Problem details: Using the data below, show every line where the word "write" occurs.

Entries shown:
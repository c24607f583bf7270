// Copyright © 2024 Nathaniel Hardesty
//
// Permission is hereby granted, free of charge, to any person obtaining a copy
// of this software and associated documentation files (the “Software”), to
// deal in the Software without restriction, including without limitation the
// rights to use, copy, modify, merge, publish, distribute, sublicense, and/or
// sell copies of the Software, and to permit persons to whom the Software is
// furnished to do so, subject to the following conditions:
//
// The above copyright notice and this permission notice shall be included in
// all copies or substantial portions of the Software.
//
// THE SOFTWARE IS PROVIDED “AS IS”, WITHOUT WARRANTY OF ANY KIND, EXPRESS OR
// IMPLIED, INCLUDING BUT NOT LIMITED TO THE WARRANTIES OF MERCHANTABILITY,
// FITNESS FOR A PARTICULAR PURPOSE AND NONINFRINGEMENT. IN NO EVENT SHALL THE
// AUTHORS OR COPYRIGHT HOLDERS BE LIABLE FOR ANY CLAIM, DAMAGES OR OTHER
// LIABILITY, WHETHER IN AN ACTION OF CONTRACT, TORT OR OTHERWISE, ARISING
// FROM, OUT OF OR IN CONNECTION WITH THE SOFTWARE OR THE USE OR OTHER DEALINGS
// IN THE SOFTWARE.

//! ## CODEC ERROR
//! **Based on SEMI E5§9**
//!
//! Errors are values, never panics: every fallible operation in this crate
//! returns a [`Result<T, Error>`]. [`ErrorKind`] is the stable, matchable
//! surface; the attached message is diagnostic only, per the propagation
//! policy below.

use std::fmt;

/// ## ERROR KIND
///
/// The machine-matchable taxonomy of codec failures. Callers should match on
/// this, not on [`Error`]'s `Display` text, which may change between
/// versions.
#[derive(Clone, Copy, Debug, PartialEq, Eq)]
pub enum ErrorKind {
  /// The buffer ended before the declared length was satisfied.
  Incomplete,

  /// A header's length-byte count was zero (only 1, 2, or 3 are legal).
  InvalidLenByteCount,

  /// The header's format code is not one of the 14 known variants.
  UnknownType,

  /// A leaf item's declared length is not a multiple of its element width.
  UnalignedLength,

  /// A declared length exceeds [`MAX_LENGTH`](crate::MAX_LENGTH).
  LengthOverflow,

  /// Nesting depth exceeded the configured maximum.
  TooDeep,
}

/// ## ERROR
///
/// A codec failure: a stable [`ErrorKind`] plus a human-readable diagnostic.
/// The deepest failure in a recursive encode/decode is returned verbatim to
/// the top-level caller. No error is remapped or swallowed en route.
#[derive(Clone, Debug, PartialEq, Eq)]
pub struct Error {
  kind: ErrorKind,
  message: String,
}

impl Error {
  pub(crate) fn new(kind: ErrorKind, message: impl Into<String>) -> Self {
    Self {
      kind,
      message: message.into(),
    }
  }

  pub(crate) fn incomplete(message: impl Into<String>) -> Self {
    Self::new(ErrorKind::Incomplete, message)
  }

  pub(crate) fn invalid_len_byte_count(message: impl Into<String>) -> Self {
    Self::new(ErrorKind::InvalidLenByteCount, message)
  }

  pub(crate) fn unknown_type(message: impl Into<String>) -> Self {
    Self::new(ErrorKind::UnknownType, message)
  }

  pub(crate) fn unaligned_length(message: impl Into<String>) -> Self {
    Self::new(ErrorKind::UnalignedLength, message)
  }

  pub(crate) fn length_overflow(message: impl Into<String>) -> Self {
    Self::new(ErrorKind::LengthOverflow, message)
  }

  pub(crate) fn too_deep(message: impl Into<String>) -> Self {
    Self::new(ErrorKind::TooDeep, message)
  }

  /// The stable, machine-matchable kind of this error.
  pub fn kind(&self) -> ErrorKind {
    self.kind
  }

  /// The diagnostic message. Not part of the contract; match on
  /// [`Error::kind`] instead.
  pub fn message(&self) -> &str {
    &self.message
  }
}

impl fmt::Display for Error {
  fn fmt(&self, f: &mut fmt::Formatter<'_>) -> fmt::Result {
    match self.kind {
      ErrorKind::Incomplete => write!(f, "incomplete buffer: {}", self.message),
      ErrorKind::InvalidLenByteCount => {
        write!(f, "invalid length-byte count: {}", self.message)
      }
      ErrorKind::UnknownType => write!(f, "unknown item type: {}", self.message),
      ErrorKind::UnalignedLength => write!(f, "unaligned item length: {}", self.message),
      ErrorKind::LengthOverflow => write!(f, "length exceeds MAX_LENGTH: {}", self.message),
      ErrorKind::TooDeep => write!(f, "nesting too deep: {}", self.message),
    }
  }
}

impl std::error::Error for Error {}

Response to this task:
      ErrorKind::Incomplete => write!(f, "incomplete buffer: {}", self.message),
        write!(f, "invalid length-byte count: {}", self.message)
      ErrorKind::UnknownType => write!(f, "unknown item type: {}", self.message),
      ErrorKind::UnalignedLength => write!(f, "unaligned item length: {}", self.message),
      ErrorKind::LengthOverflow => write!(f, "length exceeds MAX_LENGTH: {}", self.message),
      ErrorKind::TooDeep => write!(f, "nesting too deep: {}", self.message),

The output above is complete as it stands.